We asked the Greenpeace community to send us your top tips for phasing out single-use plastic — and you did not disappoint.

Beach Clean on Isle of Eigg, Scotland

In the United States, we’re surrounded by single-use products designed and manufactured to be thrown away without a second thought. Disposable cups, grocery bags, packaging, plastic water bottles, condiment packets — all of these products are built with no destination in mind but the landfill.

Products like these are so ubiquitous in our daily lives that it’s even easy to forget the harm they’re causing. But make no mistake, our over-reliance on plastic has drastic consequences for health and the environment.
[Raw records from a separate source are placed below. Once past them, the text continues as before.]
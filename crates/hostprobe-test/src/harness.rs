//! Collection test harness.
//!
//! Wires a [`SystemDetector`] and a [`ProcessesScraper`] to fakes and runs
//! them the way a host would: detect once, start the scraper, tick, shut down.

use std::sync::Arc;

use hostprobe_core::{Context, ProcessesScraperConfig, SystemDetectorConfig, Timestamp};
use hostprobe_detect::{DetectedResource, Detector, SystemDetector, detect_resource};
use hostprobe_scrape::{
    Capabilities, MiscStat, ProcessReaders, ProcessesScraper, ScrapeOutput, Scraper, StatusTable,
};

use crate::chaos::{ChaosConfig, ChaosInjector};
use crate::error::Result;
use crate::metadata::RecordingMetadata;

/// Result of one harness run.
#[derive(Debug)]
pub struct Collection {
    /// Merged resource from every detector.
    pub resource: DetectedResource,
    /// One output per tick, in order.
    pub ticks: Vec<ScrapeOutput>,
}

/// Test harness for detector plus scraper runs.
pub struct CollectorHarness {
    metadata: RecordingMetadata,
    detector_config: SystemDetectorConfig,
    scraper_config: ProcessesScraperConfig,
    readers: ProcessReaders,
    capabilities: Capabilities,
    chaos: Option<ChaosConfig>,
}

impl CollectorHarness {
    /// Creates a new test harness builder.
    #[must_use]
    pub fn builder() -> CollectorHarnessBuilder {
        CollectorHarnessBuilder::default()
    }

    /// Creates a harness with default fakes.
    #[must_use]
    pub fn new() -> Self {
        Self::builder().build()
    }

    /// The metadata provider behind the detector.
    #[must_use]
    pub const fn metadata(&self) -> &RecordingMetadata {
        &self.metadata
    }

    /// Builds the system detector.
    ///
    /// # Errors
    /// Returns an error if the detector configuration is invalid.
    pub fn detector(&self) -> Result<SystemDetector> {
        Ok(SystemDetector::with_provider(
            &self.detector_config,
            Arc::new(self.metadata.clone()),
        )?)
    }

    /// Builds the processes scraper, with chaos applied if configured.
    #[must_use]
    pub fn scraper(&self) -> ProcessesScraper {
        let readers = match self.chaos {
            Some(config) => ChaosInjector::new(config).wrap(self.readers.clone()),
            None => self.readers.clone(),
        };
        ProcessesScraper::new(self.scraper_config)
            .with_readers(readers)
            .with_capabilities(self.capabilities)
    }

    /// Detects the resource, then runs `ticks` scrapes.
    ///
    /// # Errors
    /// Returns an error if the detector cannot be built or the scraper
    /// lifecycle fails. Partial scrape failures are kept in the ticks.
    pub async fn run(&self, ticks: usize) -> Result<Collection> {
        let ctx = Context::new();
        let detectors: Vec<Box<dyn Detector>> = vec![Box::new(self.detector()?)];
        let resource = detect_resource(&detectors, &ctx).await;

        let mut scraper = self.scraper();
        scraper.start(&ctx).await?;
        let mut outputs = Vec::with_capacity(ticks);
        for _ in 0..ticks {
            outputs.push(scraper.scrape(&ctx).await?);
        }
        scraper.shutdown(&ctx).await?;

        tracing::debug!(ticks, attributes = resource.resource.len(), "harness run complete");
        Ok(Collection {
            resource,
            ticks: outputs,
        })
    }
}

impl Default for CollectorHarness {
    fn default() -> Self {
        Self::new()
    }
}

/// Builder for [`CollectorHarness`].
#[derive(Default)]
pub struct CollectorHarnessBuilder {
    metadata: Option<RecordingMetadata>,
    detector_config: SystemDetectorConfig,
    scraper_config: ProcessesScraperConfig,
    readers: Option<ProcessReaders>,
    capabilities: Option<Capabilities>,
    chaos: Option<ChaosConfig>,
}

impl CollectorHarnessBuilder {
    /// Sets the metadata provider.
    #[must_use]
    pub fn with_metadata(mut self, metadata: RecordingMetadata) -> Self {
        self.metadata = Some(metadata);
        self
    }

    /// Sets the detector configuration.
    #[must_use]
    pub fn with_detector_config(mut self, config: SystemDetectorConfig) -> Self {
        self.detector_config = config;
        self
    }

    /// Sets the scraper configuration.
    #[must_use]
    pub fn with_scraper_config(mut self, config: ProcessesScraperConfig) -> Self {
        self.scraper_config = config;
        self
    }

    /// Sets the scraper readers.
    #[must_use]
    pub fn with_readers(mut self, readers: ProcessReaders) -> Self {
        self.readers = Some(readers);
        self
    }

    /// Sets the platform capabilities.
    #[must_use]
    pub fn with_capabilities(mut self, capabilities: Capabilities) -> Self {
        self.capabilities = Some(capabilities);
        self
    }

    /// Enables fault injection on the readers.
    #[must_use]
    pub fn with_chaos(mut self, config: ChaosConfig) -> Self {
        self.chaos = Some(config);
        self
    }

    /// Builds the harness.
    ///
    /// Defaults: a [`RecordingMetadata`], both metrics on the Linux table, and
    /// readers serving one running and one sleeping process.
    #[must_use]
    pub fn build(self) -> CollectorHarness {
        let readers = self.readers.unwrap_or_else(|| {
            ProcessReaders::fixed(
                Timestamp::from_nanos(1_000),
                MiscStat {
                    procs_created: 10,
                    procs_running: 1,
                    procs_blocked: 0,
                    procs_total: 2,
                },
                &["R", "S"],
            )
        });
        CollectorHarness {
            metadata: self.metadata.unwrap_or_default(),
            detector_config: self.detector_config,
            scraper_config: self.scraper_config,
            readers,
            capabilities: self
                .capabilities
                .unwrap_or_else(|| Capabilities::all(StatusTable::Linux)),
            chaos: self.chaos,
        }
    }
}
According to one study, there will be more plastic than fish in the world’s oceans by 2050.

If we want to reverse that trend, it’s up to us to demand reusable, recyclable products and make strides to reduce our plastic consumption in our own lives — something that Greenpeace supporters know all about!
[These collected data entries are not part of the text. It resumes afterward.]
//! Process enumeration through `ps(1)`, for unix systems without procfs.

use std::process::Command;

use hostprobe_core::{Context, CoreError, Result};

use crate::reader::{ProcessHandle, StaticProcess};

/// Arguments printing one bare status code per process.
#[must_use]
pub const fn ps_args() -> &'static [&'static str] {
    if cfg!(any(target_os = "solaris", target_os = "illumos")) {
        &["-eo", "s="]
    } else {
        &["-axo", "stat="]
    }
}

/// Runs `ps` and returns one handle per listed process.
///
/// # Errors
/// Returns an error if `ps` cannot be run or exits unsuccessfully.
pub fn processes(ctx: &Context) -> Result<Vec<Box<dyn ProcessHandle>>> {
    ctx.check()?;
    let output = Command::new("ps").args(ps_args()).output()?;
    if !output.status.success() {
        return Err(CoreError::source(format!(
            "ps exited with {}: {}",
            output.status,
            String::from_utf8_lossy(&output.stderr).trim()
        )));
    }

    let stdout = String::from_utf8_lossy(&output.stdout);
    Ok(parse_ps_output(&stdout)
        .into_iter()
        .map(|code| Box::new(StaticProcess::new(code)) as Box<dyn ProcessHandle>)
        .collect())
}

/// Splits `ps` output into status codes, skipping blank lines.
#[must_use]
pub fn parse_ps_output(output: &str) -> Vec<&str> {
    output
        .lines()
        .map(str::trim)
        .filter(|line| !line.is_empty())
        .collect()
}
Three weeks ago, we shared an article about breaking free from plastic pollution one lifestyle choice at a time and asked you to chime in with any tricks of your — and you did!

Here are ten of our favorite ideas for reducing your plastic footprint from Greenpeace supporters like you. Thanks to everyone who shared!

“Forgot your reusable bag at home? Running more errands than you have reusable bags for? I found a fantastic solution! I bought a cheap small laundry basket and placed it in the trunk of my car. I can walk a cart full of un-bagged groceries to my car and load them into that. I only have two reusable bags … after each store I unload the bag into the laundry basket and I’m onto the next store with an empty bag. Added bonus? The laundry basket has convenient handles and is much more durable and easier to carry that several bags. I can take everything inside in one trip!” — from Kathleen S.

“Bring your reusable bags when you go shopping and choose the products that have ‘smarter’ packages.” — from Stefano M.

“When dining out, if I have something left that I want to take home, I ask for a piece of foil instead of letting them bring a styrofoam container for it. They are usually taken aback at first but many times then see what a good idea it is.” — from Julie T.

“Bring your own glass containers for leftovers at restaurants. Leftovers are so easy to heat the next day!” — from Sheila J.

“Pack lunch in reusable containers (I use mason jars) for work instead of getting takeout. Make a big pot of coffee in the morning and bring some to work in a thermos or travel mug. This saves a ton of money too! Keep a favorite coffee mug, a water bottle or drinking cup, fork, spoon, and bowl in your desk drawer.” — from Lydia P.

“One of the best ways I recently broke with plastic was buying a safety razor, along with a pack of 150 blades. The razor is actually more comfortable than plastic ones, and works fine with Dr. Bronners organic liquid soap. I spent a total of £30 on a razor that will last until I die and blades that will last a number of years. Zero plastic.” — from Chris H.

“I stopped using plastic wrap and bought reusable beeswax coated cloth. It works great!” — from Brittany V.

“Hold back on online shopping. E-commerce packaging is a major — and growing — source of waste. A single tube of lipstick or a single battery often arrives in an absurdly large box stuffed with an unnecessary amount plastic, paper and foam peanuts.” — from Joan S.

“I buy shampoo and conditioner in bulk and use a push pump on a mason jar. Another option are the solid shampoos and conditioners from Lush that you can keep in a tin can. I also use oils on my skin like coconut from glass jars. For deodorant a mix of baking soda and coconut oil works great. Toothpaste can be made with a similar mix and a little of peppermint essential oils.” — from Sarah E.

“I recently found compostable straws! I still wash them out and reuse. After I put up my shopping I hang the cloth bags close to the door. I take them to the car next time I go out. I often give presents in cloth or canvas shopping bags, cosmetic bags or simply wrapped in cloth.” — from Mary R.

Plastic Bottle in the North Sea

Plastic pollution is definitely a big problem to take on, but the solution starts with us. By purchasing more eco-conscious alternatives to plastic (and just purchasing less stuff), we have the power to pressure companies to provide better, longer-lasting products and help protect our oceans.

Nathalie Arfvidson

By Nathalie Arfvidson

Nathalie Arfvidson is the Online Campaigning Intern for Greenpeace USA based in San Francisco. She studied Aquatic Biology and she is interested in plastic pollution, sustainability, and renewable energy.